Dane realized that his brother was serious. “What are you talking about? Look around you. The Kipuka Club is rated PG.”
After a moment Chase forced a smile onto his lips. He knew that his brother was right. There were families gathered around tables all through the supper club, enjoying the food, drink, and professional conversations that were the Kipuka’s hallmark.
Reluctantly he admitted that if he found Nicole’s dance violently arousing, the problem was with him rather than with the dance itself. He had seen Tahitian dance performed before, had enjoyed the saucy rhythms, the curve of breasts and hips, and none of it had raised his heartbeat worth mentioning.
But that was before the fire-haired goddess.
All Chase could think was that the men in the club must be as blind as stones not to see the wildness in her, the hunger, the sexual heat.
My God, the sheer heat.
On the heels of that thought came another, one that made Chase’s mouth curl slightly beneath the thick black sheen of his mustache. The women must be blind, too, or they would grab their men whenever Pele came onstage and take off like bats out of an erupting volcano.
“When does Nicole make her rounds of the tables?” Chase asked idly.
“Make her rounds?”
“Yeah. You know. Go to each table and smile and press the flesh and get tips stuffed into her lavalava.”

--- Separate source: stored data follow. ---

//! Goal-driven multi-room navigation for stage characters.
//!
//! This crate holds everything between "the character wants X" and "the
//! character is at (x, y, z) facing θ this frame". It owns no renderer,
//! physics engine or persistence; callers push a frame delta in and read
//! positions back out, which keeps it unit-testable and usable from a
//! game server, a tool, or the headless harness alike.
//!
//! # Module Overview
//!
//! | Module | Purpose |
//! |--------|---------|
//! | [`bounds`] | Axis-aligned ground rectangles, containment and clamping |
//! | [`config`] | Navigator and planner tuning with serde defaults |
//! | [`error`] | Graph, path and config error types |
//! | [`goals`] | Objective types and the goal-tracker contract |
//! | [`graph`] | Rooms, doors, stairs and the stage room graph |
//! | [`math`] | Ground-plane and world vectors |
//! | [`navigator`] | Per-character steering locomotion with safety layers |
//! | [`pathfinding`] | Lock-aware BFS over the room graph, waypoint emission |
//! | [`planner`] | Objective-driven state machine tying it all together |
//! | [`steering`] | Pure arrive/wander/flee/avoidance force functions |

pub mod bounds;
pub mod config;
pub mod error;
pub mod goals;
pub mod graph;
pub mod math;
pub mod navigator;
pub mod pathfinding;
pub mod planner;
pub mod steering;
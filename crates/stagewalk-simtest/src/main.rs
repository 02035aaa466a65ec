//! Stagewalk Headless Scenario Harness
//!
//! Drives navigators and objective planners over the sample manor stage.
//! Runs entirely in-process, with no renderer or engine attached.
//!
//! Usage:
//!   cargo run -p stagewalk-simtest
//!   cargo run -p stagewalk-simtest -- --verbose
//!   RUST_LOG=stagewalk_logic=trace cargo run -p stagewalk-simtest

use std::cell::RefCell;
use std::rc::Rc;

use serde::Deserialize;
use stagewalk_logic::config::StageConfig;
use stagewalk_logic::error::PathError;
use stagewalk_logic::goals::{GoalKind, GoalState, InMemoryGoalTracker};
use stagewalk_logic::graph::RoomGraph;
use stagewalk_logic::math::Vec3;
use stagewalk_logic::navigator::Navigator;
use stagewalk_logic::pathfinding::{RoomPathfinder, WaypointKind};
use stagewalk_logic::planner::{ObjectivePlanner, PlannerCallbacks, PlannerContext, PlannerState};
use tracing_subscriber::{layer::SubscriberExt, util::SubscriberInitExt};

// ── Stage data (same JSON a game build ships) ───────────────────────────
const STAGE_JSON: &str = include_str!("../../../data/manor_stage.json");
const CONFIG_JSON: &str = include_str!("../../../data/stage_config.json");
const CAST_JSON: &str = include_str!("../../../data/manor_cast.json");

const DT: f32 = 1.0 / 60.0;

#[derive(Debug, Clone, Deserialize)]
struct CastMember {
    id: String,
    spawn_room: String,
    #[serde(default)]
    goals: Vec<GoalState>,
}

// ── Test harness ────────────────────────────────────────────────────────

struct TestResult {
    name: String,
    passed: bool,
    detail: String,
}

fn main() {
    let verbose = std::env::args().any(|a| a == "--verbose");
    let default_filter = if verbose { "stagewalk_logic=debug,info" } else { "warn" };
    tracing_subscriber::registry()
        .with(
            tracing_subscriber::EnvFilter::try_from_default_env()
                .unwrap_or_else(|_| default_filter.into()),
        )
        .with(tracing_subscriber::fmt::layer().with_target(false))
        .init();

    println!("=== Stagewalk Scenario Harness ===\n");

    let mut results = Vec::new();

    // 1. Stage, config and cast data
    let loaded = validate_stage_data(&mut results);

    if let Some((graph, config, cast)) = loaded {
        // 2. Pathfinding on the manor
        results.extend(validate_pathfinding(&graph, verbose));

        // 3. Navigator locomotion
        results.extend(validate_navigator(&graph, &config, verbose));

        // 4. Single-character planner scenarios
        results.extend(validate_planner_scenarios(&graph, &config, verbose));

        // 5. Whole cast on one shared pathfinder
        results.extend(validate_cast_run(&graph, &config, &cast, verbose));

        // 6. Seeded replay
        results.extend(validate_determinism(&graph, &config, &cast));
    }

    // ── Summary ──
    println!();
    let passed = results.iter().filter(|r| r.passed).count();
    let failed = results.iter().filter(|r| !r.passed).count();
    let total = results.len();

    for r in &results {
        let icon = if r.passed { "✓" } else { "✗" };
        if !r.passed || verbose {
            println!("  {} {}: {}", icon, r.name, r.detail);
        }
    }

    println!(
        "\n=== RESULT: {}/{} passed, {} failed ===",
        passed, total, failed
    );

    if failed > 0 {
        tracing::error!(failed, "scenario harness failed");
        std::process::exit(1);
    }
}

Dane shook his head. “You’ve been keeping the wrong company, bro. You keep acting like this is a strip joint and Nicole’s some kind of exceptionally well coordinated tart. If you try to stuff money in her lavalava, you’ll lose your hand.”
“I don’t notice Jan dancing here,” Chase pointed out.
“Try next Wednesday. That’s amateur night. But if I catch your hands anywhere near
her
lavalava, I’ll hire three men and break your arm.”
Chase tilted his head back and laughed, really laughed, releasing some of the tension that had coiled so explosively inside him. The sound of his laughter was contagious. Nearby people looked around and smiled at him for no other reason than their pleasure in hearing him.
“I’m glad to see you have enough sense to be jealous of Jan,” Chase said finally.
“Just cautious. Women fall into your hands like sun-ripe fruit. Jan makes life very comfortable for me. I don’t want her too close to your lethal charm. After fifteen years of staid married life, she might get itchy and wonder if she missed anything by marrying real young.”
Like you’re itchy?
Chase asked his brother silently. Aloud, he said, “Women trample me to get to you. You’re so damned civilized and elegant you’re almost pretty.”
Dane grinned. “Yeah. Ain’t it grand?”
As long as it isn’t Nicole chasing you, yes.
Chase knew there was no way his brother could have a very discreet, very meaningless affair with Nicole and then go back to Jan a wiser man. But Dane didn’t know that, and he wasn’t listening to his older, wiser brother.